Collected data entries
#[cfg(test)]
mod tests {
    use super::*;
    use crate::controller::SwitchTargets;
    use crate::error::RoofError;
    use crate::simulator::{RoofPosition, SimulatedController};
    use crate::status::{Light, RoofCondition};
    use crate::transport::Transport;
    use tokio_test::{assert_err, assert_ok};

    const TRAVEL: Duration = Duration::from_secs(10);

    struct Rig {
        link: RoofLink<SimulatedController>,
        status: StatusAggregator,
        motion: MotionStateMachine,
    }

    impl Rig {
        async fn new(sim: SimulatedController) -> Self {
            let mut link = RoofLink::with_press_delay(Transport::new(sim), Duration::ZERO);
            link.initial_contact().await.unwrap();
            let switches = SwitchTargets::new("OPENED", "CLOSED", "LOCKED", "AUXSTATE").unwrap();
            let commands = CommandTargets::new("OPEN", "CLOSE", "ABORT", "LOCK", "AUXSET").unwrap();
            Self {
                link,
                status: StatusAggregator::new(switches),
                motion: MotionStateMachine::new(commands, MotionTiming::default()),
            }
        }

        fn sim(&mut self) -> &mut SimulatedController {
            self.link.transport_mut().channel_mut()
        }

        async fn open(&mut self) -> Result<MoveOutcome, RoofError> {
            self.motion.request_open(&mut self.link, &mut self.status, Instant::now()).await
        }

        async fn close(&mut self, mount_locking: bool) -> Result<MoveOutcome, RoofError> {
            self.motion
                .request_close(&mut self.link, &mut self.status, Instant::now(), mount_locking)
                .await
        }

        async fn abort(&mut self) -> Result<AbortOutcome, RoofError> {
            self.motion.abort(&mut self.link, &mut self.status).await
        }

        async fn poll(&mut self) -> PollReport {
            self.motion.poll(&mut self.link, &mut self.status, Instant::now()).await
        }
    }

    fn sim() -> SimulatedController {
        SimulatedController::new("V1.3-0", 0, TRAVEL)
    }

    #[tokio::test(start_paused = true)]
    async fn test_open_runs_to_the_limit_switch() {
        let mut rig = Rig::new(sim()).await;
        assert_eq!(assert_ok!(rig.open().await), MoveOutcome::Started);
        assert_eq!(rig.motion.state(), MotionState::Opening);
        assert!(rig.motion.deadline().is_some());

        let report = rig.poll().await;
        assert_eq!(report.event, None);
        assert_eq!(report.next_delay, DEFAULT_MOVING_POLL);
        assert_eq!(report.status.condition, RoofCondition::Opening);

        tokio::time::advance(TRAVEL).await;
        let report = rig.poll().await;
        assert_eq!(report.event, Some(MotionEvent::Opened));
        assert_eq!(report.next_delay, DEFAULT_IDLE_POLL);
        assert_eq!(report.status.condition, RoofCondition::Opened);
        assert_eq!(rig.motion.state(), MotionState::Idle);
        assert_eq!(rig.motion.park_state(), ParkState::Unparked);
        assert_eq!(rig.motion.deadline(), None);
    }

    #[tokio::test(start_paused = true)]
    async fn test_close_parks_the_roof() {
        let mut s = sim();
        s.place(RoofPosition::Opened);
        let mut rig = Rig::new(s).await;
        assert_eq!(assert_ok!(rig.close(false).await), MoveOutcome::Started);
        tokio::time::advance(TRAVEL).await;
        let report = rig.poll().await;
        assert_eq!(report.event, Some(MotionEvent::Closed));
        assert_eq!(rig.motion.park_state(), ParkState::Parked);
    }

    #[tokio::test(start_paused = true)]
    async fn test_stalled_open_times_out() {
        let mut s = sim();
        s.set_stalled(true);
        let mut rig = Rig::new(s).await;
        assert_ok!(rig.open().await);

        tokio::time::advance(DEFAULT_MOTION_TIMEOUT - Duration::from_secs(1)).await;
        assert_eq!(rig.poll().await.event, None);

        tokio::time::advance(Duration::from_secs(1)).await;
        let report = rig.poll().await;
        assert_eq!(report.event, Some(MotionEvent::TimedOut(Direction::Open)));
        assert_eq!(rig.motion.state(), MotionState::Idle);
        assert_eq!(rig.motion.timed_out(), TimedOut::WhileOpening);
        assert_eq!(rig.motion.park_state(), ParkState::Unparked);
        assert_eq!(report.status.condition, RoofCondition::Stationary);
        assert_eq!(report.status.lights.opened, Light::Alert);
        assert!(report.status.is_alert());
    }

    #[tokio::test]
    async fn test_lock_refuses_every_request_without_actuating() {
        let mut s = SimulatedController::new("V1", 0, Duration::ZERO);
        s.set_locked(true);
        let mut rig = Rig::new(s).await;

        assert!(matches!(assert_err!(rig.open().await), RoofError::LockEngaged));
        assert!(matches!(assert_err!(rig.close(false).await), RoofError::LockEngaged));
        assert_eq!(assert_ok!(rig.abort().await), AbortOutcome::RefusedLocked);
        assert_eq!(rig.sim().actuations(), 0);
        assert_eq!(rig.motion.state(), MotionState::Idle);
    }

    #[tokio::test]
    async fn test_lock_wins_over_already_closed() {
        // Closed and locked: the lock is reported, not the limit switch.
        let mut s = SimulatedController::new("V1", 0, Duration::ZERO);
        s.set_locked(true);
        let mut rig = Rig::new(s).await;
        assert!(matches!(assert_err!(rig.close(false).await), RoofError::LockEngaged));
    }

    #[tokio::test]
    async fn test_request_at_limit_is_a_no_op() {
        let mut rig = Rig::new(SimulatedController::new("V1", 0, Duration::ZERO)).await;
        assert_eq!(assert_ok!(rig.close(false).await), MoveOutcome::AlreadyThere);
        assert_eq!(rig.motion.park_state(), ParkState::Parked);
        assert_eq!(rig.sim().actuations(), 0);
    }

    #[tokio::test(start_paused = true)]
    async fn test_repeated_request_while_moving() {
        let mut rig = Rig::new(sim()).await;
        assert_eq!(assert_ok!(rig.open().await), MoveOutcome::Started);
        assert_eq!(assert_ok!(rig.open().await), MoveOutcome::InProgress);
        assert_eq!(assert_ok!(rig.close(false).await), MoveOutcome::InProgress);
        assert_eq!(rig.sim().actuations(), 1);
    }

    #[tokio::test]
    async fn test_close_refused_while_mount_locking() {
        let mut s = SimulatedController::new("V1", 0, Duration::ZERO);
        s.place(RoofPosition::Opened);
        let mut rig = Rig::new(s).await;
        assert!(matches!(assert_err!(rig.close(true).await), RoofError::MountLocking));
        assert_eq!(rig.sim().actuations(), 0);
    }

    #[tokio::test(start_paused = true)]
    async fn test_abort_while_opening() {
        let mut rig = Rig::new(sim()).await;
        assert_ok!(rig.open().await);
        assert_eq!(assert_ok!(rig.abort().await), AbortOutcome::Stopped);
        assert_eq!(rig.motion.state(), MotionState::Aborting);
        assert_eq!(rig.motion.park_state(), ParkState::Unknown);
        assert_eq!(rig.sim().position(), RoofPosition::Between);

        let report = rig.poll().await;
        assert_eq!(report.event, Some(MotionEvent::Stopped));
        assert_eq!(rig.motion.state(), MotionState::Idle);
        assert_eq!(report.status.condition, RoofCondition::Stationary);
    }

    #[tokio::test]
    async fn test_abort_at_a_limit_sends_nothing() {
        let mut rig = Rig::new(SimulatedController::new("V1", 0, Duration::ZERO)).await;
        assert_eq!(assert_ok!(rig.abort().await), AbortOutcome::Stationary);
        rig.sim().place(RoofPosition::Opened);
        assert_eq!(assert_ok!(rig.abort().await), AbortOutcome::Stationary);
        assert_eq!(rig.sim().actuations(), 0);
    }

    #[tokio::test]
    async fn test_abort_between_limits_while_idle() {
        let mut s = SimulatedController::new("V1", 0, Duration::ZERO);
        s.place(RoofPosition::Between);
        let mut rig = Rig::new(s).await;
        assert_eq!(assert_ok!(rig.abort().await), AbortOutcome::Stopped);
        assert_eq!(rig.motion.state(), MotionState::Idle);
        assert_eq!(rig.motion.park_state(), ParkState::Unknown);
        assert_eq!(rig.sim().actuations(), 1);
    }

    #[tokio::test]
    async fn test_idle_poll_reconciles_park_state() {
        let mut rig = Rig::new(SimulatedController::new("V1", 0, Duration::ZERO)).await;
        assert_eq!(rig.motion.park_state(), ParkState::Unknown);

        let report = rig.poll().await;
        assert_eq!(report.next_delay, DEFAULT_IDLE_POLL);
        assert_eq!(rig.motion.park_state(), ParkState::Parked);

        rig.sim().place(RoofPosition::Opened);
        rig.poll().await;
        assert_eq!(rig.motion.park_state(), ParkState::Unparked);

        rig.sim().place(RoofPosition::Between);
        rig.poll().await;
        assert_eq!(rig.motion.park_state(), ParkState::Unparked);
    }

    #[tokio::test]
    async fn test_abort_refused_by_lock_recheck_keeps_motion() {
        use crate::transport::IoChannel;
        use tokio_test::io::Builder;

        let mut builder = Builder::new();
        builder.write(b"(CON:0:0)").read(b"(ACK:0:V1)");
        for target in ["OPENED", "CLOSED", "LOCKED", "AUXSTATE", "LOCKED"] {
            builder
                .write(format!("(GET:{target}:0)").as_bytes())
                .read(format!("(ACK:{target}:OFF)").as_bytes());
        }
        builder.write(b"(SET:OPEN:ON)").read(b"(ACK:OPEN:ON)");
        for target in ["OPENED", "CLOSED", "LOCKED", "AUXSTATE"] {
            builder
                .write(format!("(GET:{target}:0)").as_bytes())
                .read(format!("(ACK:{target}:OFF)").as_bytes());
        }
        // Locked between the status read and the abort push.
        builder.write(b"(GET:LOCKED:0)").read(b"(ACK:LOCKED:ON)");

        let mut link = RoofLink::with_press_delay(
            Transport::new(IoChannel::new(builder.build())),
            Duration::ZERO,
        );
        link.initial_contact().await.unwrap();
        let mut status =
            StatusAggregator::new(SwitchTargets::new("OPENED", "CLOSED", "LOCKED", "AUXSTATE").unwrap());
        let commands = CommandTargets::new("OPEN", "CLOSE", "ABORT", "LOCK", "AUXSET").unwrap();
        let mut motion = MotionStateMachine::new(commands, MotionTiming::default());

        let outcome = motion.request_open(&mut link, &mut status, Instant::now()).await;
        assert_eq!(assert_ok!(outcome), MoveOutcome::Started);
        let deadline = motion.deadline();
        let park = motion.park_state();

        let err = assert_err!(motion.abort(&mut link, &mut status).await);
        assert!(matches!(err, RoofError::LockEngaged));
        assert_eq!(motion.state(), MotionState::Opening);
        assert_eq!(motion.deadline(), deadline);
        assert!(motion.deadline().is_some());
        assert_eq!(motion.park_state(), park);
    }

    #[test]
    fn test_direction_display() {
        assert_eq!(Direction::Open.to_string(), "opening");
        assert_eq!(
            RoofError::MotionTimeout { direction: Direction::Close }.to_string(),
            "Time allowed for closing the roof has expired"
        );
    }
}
...
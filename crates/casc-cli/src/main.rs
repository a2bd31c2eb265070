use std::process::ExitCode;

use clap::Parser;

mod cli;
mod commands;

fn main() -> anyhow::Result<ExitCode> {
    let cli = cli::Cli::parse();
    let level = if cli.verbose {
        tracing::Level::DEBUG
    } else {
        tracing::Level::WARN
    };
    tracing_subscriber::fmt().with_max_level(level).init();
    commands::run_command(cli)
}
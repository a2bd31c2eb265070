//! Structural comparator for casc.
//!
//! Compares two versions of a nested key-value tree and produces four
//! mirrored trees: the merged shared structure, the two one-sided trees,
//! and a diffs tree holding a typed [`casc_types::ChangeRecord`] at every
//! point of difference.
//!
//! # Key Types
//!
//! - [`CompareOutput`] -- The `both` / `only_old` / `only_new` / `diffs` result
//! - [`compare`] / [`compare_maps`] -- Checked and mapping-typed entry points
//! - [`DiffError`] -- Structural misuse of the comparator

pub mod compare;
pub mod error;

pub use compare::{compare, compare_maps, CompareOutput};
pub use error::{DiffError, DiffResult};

__Work required__. Among the lines above, find those containing the word "write" and copy each.

__Solution__.
        builder.write(b"(CON:0:0)").read(b"(ACK:0:V1)");
                .write(format!("(GET:{target}:0)").as_bytes())
        builder.write(b"(SET:OPEN:ON)").read(b"(ACK:OPEN:ON)");
                .write(format!("(GET:{target}:0)").as_bytes())
        builder.write(b"(GET:LOCKED:0)").read(b"(ACK:LOCKED:ON)");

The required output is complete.